No element, act, or instruction used in the present application should be construed as critical or essential unless explicitly described as such. Also, as used herein, the article “a” is intended to include one or more items and may be used interchangeably with “one or more.” Where only one item is intended, the term “one” or similar language is used. Further, the phrase “based on” is intended to mean “based, at least in part, on” unless explicitly stated otherwise.
In the preceding specification, various preferred embodiments have been described with reference to the accompanying drawings. It will, however, be evident that various modifications and changes may be made thereto, and additional embodiments may be implemented, without departing from the broader scope of the invention as set forth in the claims that follow. The specification and drawings are accordingly to be regarded in an illustrative rather than restrictive sense.
1. A method, comprising:
receiving, by an apparatus, electronic information about an eye;
cropping, by the apparatus, the electronic information;
analyzing, by the apparatus, the electronic information; and
determining, by the computing system, that the electronic information is associated with one of:
a healthy eye, or an unhealthy eye.
2. The method of claim 1, wherein the apparatus is configured to include a holding device, wherein the holding device holds a user device.

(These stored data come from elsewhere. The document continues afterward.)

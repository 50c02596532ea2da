// Host-side implementations of the capability ports. Real editor hosts
// bring their own; the in-memory host backs the test-suite and embedders
// that run the extension without a full editor.

pub mod in_memory;

pub use in_memory::{InMemoryHost, InMemoryStyle};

3. The method of claim 2, wherein the apparatus includes a cylindrical feature through which an image of an eye is captured.
4. The method of claim 1, wherein the analyzing the electronic information includes generating a green band image.
5. The method of claim 1, wherein the analyzing the electronic information includes generating horizontal and vertical images of the electronic information.
6. An apparatus, comprising:
a cylindrical section;
a slidable section, wherein a user device is configured to fit between the cylindrical section and the slidable section;
a vertical rod, wherein the vertical rod is used as a handle; and
a horizontal rod, wherein the horizontal rod is configured to move the slidable section.